§ **EXERCISE**: Nothing besides a number belongs in the answer, which is how many lines of the listing contain the string "until".

§ **SOURCE DATA**:

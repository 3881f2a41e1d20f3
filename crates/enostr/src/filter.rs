use serde::{Deserialize, Serialize};

use crate::{Note, Pubkey};

/// NIP-01 subscription filter.
///
/// Built the same way as nostrdb filters:
/// `Filter::new().authors([pk]).kinds([10000]).limit(1).build()`
#[derive(Serialize, Deserialize, Debug, Eq, PartialEq, Clone, Default)]
pub struct Filter {
    #[serde(skip_serializing_if = "Option::is_none")]
    authors: Option<Vec<String>>,
    #[serde(skip_serializing_if = "Option::is_none")]
    kinds: Option<Vec<u64>>,
    #[serde(skip_serializing_if = "Option::is_none")]
    since: Option<u64>, // unix timestamp seconds
    #[serde(skip_serializing_if = "Option::is_none")]
    until: Option<u64>, // unix timestamp seconds
    #[serde(skip_serializing_if = "Option::is_none")]
    limit: Option<u16>,
}

impl Filter {
    pub fn new() -> Self {
        Self::default()
    }

    pub fn authors<'a>(mut self, authors: impl IntoIterator<Item = &'a Pubkey>) -> Self {
        self.authors = Some(authors.into_iter().map(Pubkey::hex).collect());
        self
    }

    pub fn kinds(mut self, kinds: impl IntoIterator<Item = u64>) -> Self {
        self.kinds = Some(kinds.into_iter().collect());
        self
    }

    pub fn since(mut self, since: u64) -> Self {
        self.since = Some(since);
        self
    }

    pub fn until(mut self, until: u64) -> Self {
        self.until = Some(until);
        self
    }

    pub fn limit(mut self, limit: u16) -> Self {
        self.limit = Some(limit);
        self
    }

    pub fn build(self) -> Self {
        self
    }

    pub fn to_json(&self) -> Result<String, serde_json::Error> {
        serde_json::to_string(self)
    }

    /// Does `note` satisfy every constraint of this filter? `limit` only
    /// applies to result sets and is ignored here.
    pub fn matches(&self, note: &Note) -> bool {
        if let Some(authors) = &self.authors {
            if !authors.contains(&note.pubkey.hex()) {
                return false;
            }
        }

        if let Some(kinds) = &self.kinds {
            if !kinds.contains(&note.kind) {
                return false;
            }
        }

        if self.since.is_some_and(|since| note.created_at < since) {
            return false;
        }

        if self.until.is_some_and(|until| note.created_at > until) {
            return false;
        }

        true
    }
}
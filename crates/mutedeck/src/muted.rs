use enostr::{Note, NoteId, Pubkey};
use std::collections::BTreeSet;
use tracing::{debug, warn};

use crate::mute::{MuteCategory, MuteTag};
use crate::MuteCategories;

/// Why a note was considered muted.
#[derive(Debug, Clone, PartialEq, Eq)]
pub enum MuteReason {
    Word(String),
    Pubkey(Pubkey),
    EventId(NoteId),
    Hashtag(String),
}

/// Derived mute state, rebuilt wholesale from each observed mute list.
#[derive(Clone, Default)]
pub struct Muted {
    pub pubkeys: BTreeSet<Pubkey>,
    pub hashtags: BTreeSet<String>,
    pub words: BTreeSet<String>,
    pub event_ids: BTreeSet<NoteId>,
    /// Categories that take part in [`Muted::is_muted`]
    pub categories: MuteCategories,
}

impl std::fmt::Debug for Muted {
    fn fmt(&self, f: &mut std::fmt::Formatter<'_>) -> std::fmt::Result {
        f.debug_struct("Muted")
            .field(
                "pubkeys",
                &self.pubkeys.iter().map(Pubkey::hex).collect::<Vec<_>>(),
            )
            .field("hashtags", &self.hashtags)
            .field("words", &self.words)
            .field(
                "event_ids",
                &self.event_ids.iter().map(NoteId::hex).collect::<Vec<_>>(),
            )
            .field("categories", &self.categories)
            .finish()
    }
}

impl Muted {
    pub fn empty(categories: MuteCategories) -> Self {
        Self {
            categories,
            ..Default::default()
        }
    }

    /// Harvest every category, regardless of which ones are enabled.
    pub fn from_tags<'a>(
        tags: impl IntoIterator<Item = &'a MuteTag>,
        categories: MuteCategories,
    ) -> Self {
        let mut muted = Muted::empty(categories);
        for tag in tags {
            match &tag.category {
                MuteCategory::Word => {
                    muted.words.insert(tag.value.clone());
                }
                MuteCategory::Hashtag => {
                    muted.hashtags.insert(tag.value.to_lowercase());
                }
                MuteCategory::Pubkey => match Pubkey::parse(&tag.value) {
                    Ok(pk) => {
                        muted.pubkeys.insert(pk);
                    }
                    Err(e) => warn!("mute list: bad pubkey '{}': {e}", tag.value),
                },
                MuteCategory::EventId => match NoteId::from_hex(&tag.value) {
                    Ok(id) => {
                        muted.event_ids.insert(id);
                    }
                    Err(e) => warn!("mute list: bad event id '{}': {e}", tag.value),
                },
                MuteCategory::Other(name) => {
                    debug!("mute list: ignoring '{name}' tag");
                }
            }
        }
        muted
    }

    pub fn is_empty(&self) -> bool {
        self.pubkeys.is_empty()
            && self.hashtags.is_empty()
            && self.words.is_empty()
            && self.event_ids.is_empty()
    }

    /// If the note is muted by an enabled category, return the reason.
    pub fn is_muted(&self, note: &Note) -> Option<MuteReason> {
        if self.categories.contains(MuteCategories::PUBKEY) && self.pubkeys.contains(&note.pubkey)
        {
            return Some(MuteReason::Pubkey(note.pubkey));
        }

        if self.categories.contains(MuteCategories::EVENT_ID) {
            if self.event_ids.contains(&note.id) {
                return Some(MuteReason::EventId(note.id));
            }

            // muted threads
            for e in note.tag_values("e") {
                if let Ok(id) = NoteId::from_hex(e) {
                    if self.event_ids.contains(&id) {
                        return Some(MuteReason::EventId(id));
                    }
                }
            }
        }

        if self.categories.contains(MuteCategories::HASHTAG) {
            for t in note.tag_values("t") {
                let t = t.to_lowercase();
                if self.hashtags.contains(&t) {
                    return Some(MuteReason::Hashtag(t));
                }
            }
        }

        if self.categories.contains(MuteCategories::WORD) && !self.words.is_empty() {
            let haystack = WordHaystack::new(&note.content);
            if let Some(word) = self.words.iter().find(|w| haystack.contains(w)) {
                return Some(MuteReason::Word(word.clone()));
            }
        }

        None
    }
}

fn tokens(s: &str) -> Vec<String> {
    s.split(|c: char| !c.is_alphanumeric())
        .filter(|t| !t.is_empty())
        .map(str::to_lowercase)
        .collect()
}

/// Note content prepared for muted-word lookups.
///
/// A muted word matches a contiguous run of whole tokens, case-insensitively,
/// so "cat" mutes "Cat pictures" but not "concatenate". Words without any
/// alphanumeric token (emoji, punctuation) fall back to substring matching.
struct WordHaystack {
    lowered: String,
    tokens: Vec<String>,
}

impl WordHaystack {
    fn new(content: &str) -> Self {
        Self {
            lowered: content.to_lowercase(),
            tokens: tokens(content),
        }
    }

    fn contains(&self, word: &str) -> bool {
        let needle = tokens(word);
        if needle.is_empty() {
            let word = word.trim().to_lowercase();
            return !word.is_empty() && self.lowered.contains(&word);
        }

        self.tokens
            .windows(needle.len())
            .any(|window| window == needle.as_slice())
    }
}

§ **WRITTEN SOLUTION**: 4